Shocked, shocked - No, really shocked

Jim Wiandt writes from Spain,

I thought of you and your site when I saw this the other day.  I'm aghast that such a thing can even be legal.  And by one of the largest U.S. companies.

I know you're very technically focused and international, so thought you'd appreciate it.  I've run into this firsthand, as one of my coworkers just mysteriously stopped receiving email from me in December...costing us a month of missed billing/invoicing.
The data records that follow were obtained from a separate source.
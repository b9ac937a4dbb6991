use criterion::{criterion_group, criterion_main, BenchmarkId, Criterion, Throughput};

use zfx_snowstorm::bag::Bag;
use zfx_snowstorm::params::{Context, Parameters};
use zfx_snowstorm::snowstorm::tx::{InputId, Tx, TxId, TxStatus};
use zfx_snowstorm::snowstorm::ConflictGraph;
use zfx_snowstorm::zfx_id::Id;

use std::sync::{Arc, Mutex};

struct BenchTx {
    id: TxId,
    inputs: Vec<InputId>,
    status: Mutex<TxStatus>,
}

impl BenchTx {
    fn new(id: TxId, inputs: Vec<InputId>) -> Arc<Self> {
        Arc::new(BenchTx { id, inputs, status: Mutex::new(TxStatus::Processing) })
    }
}

impl Tx for BenchTx {
    fn id(&self) -> TxId {
        self.id
    }

    fn inputs(&self) -> Vec<InputId> {
        self.inputs.clone()
    }

    fn dependencies(&self) -> Vec<Arc<dyn Tx>> {
        vec![]
    }

    fn status(&self) -> TxStatus {
        *self.status.lock().unwrap()
    }

    fn accept(&self) {
        *self.status.lock().unwrap() = TxStatus::Accepted;
    }

    fn reject(&self) {
        *self.status.lock().unwrap() = TxStatus::Rejected;
    }
}

fn new_graph() -> ConflictGraph {
    let ctx = Context::new(Id::one(), Id::two());
    ConflictGraph::new(ctx, Parameters::new(3, 2, 2, 4)).unwrap()
}

/// `n` transactions where every consecutive pair contends for one input.
fn create_txs(n: usize) -> Vec<Arc<BenchTx>> {
    let mut txs = vec![];
    for i in 0..n as u64 {
        let tx_id = Id::max().hash_prefix(i);
        let inputs = vec![Id::zero().hash_prefix(i), Id::zero().hash_prefix(i + 1)];
        txs.push(BenchTx::new(tx_id, inputs));
    }
    txs
}

pub fn run_conflict_graph_benchmark(c: &mut Criterion) {
    let mut group = c.benchmark_group("conflict_graph_benchmark");
    let iterations = vec![100, 1000, 10000];

    for n in iterations.iter() {
        group.throughput(Throughput::Elements(*n as u64));
        group.bench_with_input(BenchmarkId::new("add", n), n, |b, &n| {
            let txs = create_txs(n);
            b.iter(|| {
                let mut graph = new_graph();
                for tx in txs.iter() {
                    let fresh: Arc<dyn Tx> =
                        BenchTx::new(tx.id, tx.inputs.clone());
                    graph.add(fresh).unwrap();
                }
            })
        });
    }

    for n in iterations.iter() {
        group.throughput(Throughput::Elements(*n as u64));
        group.bench_with_input(BenchmarkId::new("record_poll", n), n, |b, &n| {
            b.iter(|| {
                let mut graph = new_graph();
                for tx in create_txs(n) {
                    graph.add(tx as Arc<dyn Tx>).unwrap();
                }
                // Walk the chain of conflicts, accepting every other
                // transaction.
                for i in (0..n as u64).step_by(2) {
                    let mut votes = Bag::new();
                    votes.add_count(Id::max().hash_prefix(i), 2);
                    graph.record_poll(votes.clone()).unwrap();
                    graph.record_poll(votes.clone()).unwrap();
                    graph.record_poll(votes.clone()).unwrap();
                    graph.record_poll(votes).unwrap();
                }
            })
        });
    }

    group.finish();
}

criterion_group!(benches, run_conflict_graph_benchmark);
criterion_main!(benches);
use std::path::{Path, PathBuf};

use crate::charts::ChartKind;
use crate::consts;

/// Fixed file locations inside one experiment directory.
#[derive(Debug, Clone)]
pub struct ExperimentLayout {
    root: PathBuf,
}

impl ExperimentLayout {
    pub fn new(root: impl Into<PathBuf>) -> Self {
        Self { root: root.into() }
    }

    pub fn root(&self) -> &Path {
        &self.root
    }

    fn metrics(&self) -> PathBuf {
        self.root.join(consts::METRICS_DIR)
    }

    pub fn loadgen_dir(&self) -> PathBuf {
        self.metrics().join(consts::LOADGEN_DIR)
    }

    pub fn loadgen_results(&self) -> PathBuf {
        self.loadgen_dir().join(consts::RESULTS_FILE)
    }

    pub fn server_results(&self) -> PathBuf {
        self.metrics()
            .join(consts::SERVER_DIR)
            .join(consts::RESULTS_FILE)
    }

    pub fn loadgen_log(&self) -> PathBuf {
        self.loadgen_dir().join(consts::LOADGEN_LOG_FILE)
    }

    pub fn per_request_results(&self) -> PathBuf {
        self.loadgen_dir().join(consts::PER_REQUEST_FILE)
    }

    pub fn data_dir(&self) -> PathBuf {
        self.metrics()
            .join(consts::PROCESSED_DIR)
            .join(consts::DATA_DIR)
    }

    pub fn plots_dir(&self) -> PathBuf {
        self.metrics()
            .join(consts::PROCESSED_DIR)
            .join(consts::PLOTS_DIR)
    }

    pub fn merged_results(&self) -> PathBuf {
        self.data_dir().join(consts::MERGED_FILE)
    }

    pub fn per_request_agg(&self) -> PathBuf {
        self.data_dir().join(consts::PER_REQUEST_AGG_FILE)
    }

    pub fn plot(&self, kind: ChartKind) -> PathBuf {
        self.plots_dir().join(kind.file_name())
    }
}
It's just really beyond belief.  And the fact that they have remained glib even about this speaks to 1) their enormous stupidity and 2) the weight of their confidence in the legal draw fund.

I'm completely flabbergasted by this. I got not even a rejection message to all the emails I'd sent. No warning no nothing...just cut off from the U.S. And the ban is STILL on. From December through yesterday, I've been unable to get anything to Verizon customers in the U.S. from Europe. In addition to being highly annoying and wrong, it has the vague ring of something more insidious to it...were I a conspiracist.

Why am I hearing about this outrage first from Jim?

Bernard-Henri Lévy follows Alexis de Tocqueville

In one of the most interesting cross-cultural projects of recent times, The Atlantic has commissioned French public intellectual Bernard-Henri Lévy, to take a trip through the United States, following Alexis de Tocqueville's 1831 footsteps. The first instalment of M Lévy's findings appear in the current (May) issue, which I encourage you to pick up even though the text is, astonishingly, available online. Where Tocqueville drew a series of broad generalizations about America and about democracy in action from his encounters, M Lévy piles up the anecdotes and lets inferences and conclusions precipitate. The installment ends with the declaration that we have become a nation of ideologues, a proposition that I'm very unhappy about having to agree with. And we have refashioned religion into something that no pious person of a century ago (much less a millennium or two) would recognize as religion. Our deity appears, in practice, to be part animist presence, part Clark Kent - a regular guy with super powers. He demands no sacrifices and will forgive all members of the club.

I don't know quite how I got this, but it's the English translation of M Lévy's interview with France-Amérique, and quite interesting in its own right. Edward Rothstein, in the Times yesterday, gave the project high marks. Be sure not to miss the anticipation, in each of these linked articles, of the installment in which, flying the author over the Grand Canyon, a helicopter pilot notes that it may have been carved by Noah's Flood.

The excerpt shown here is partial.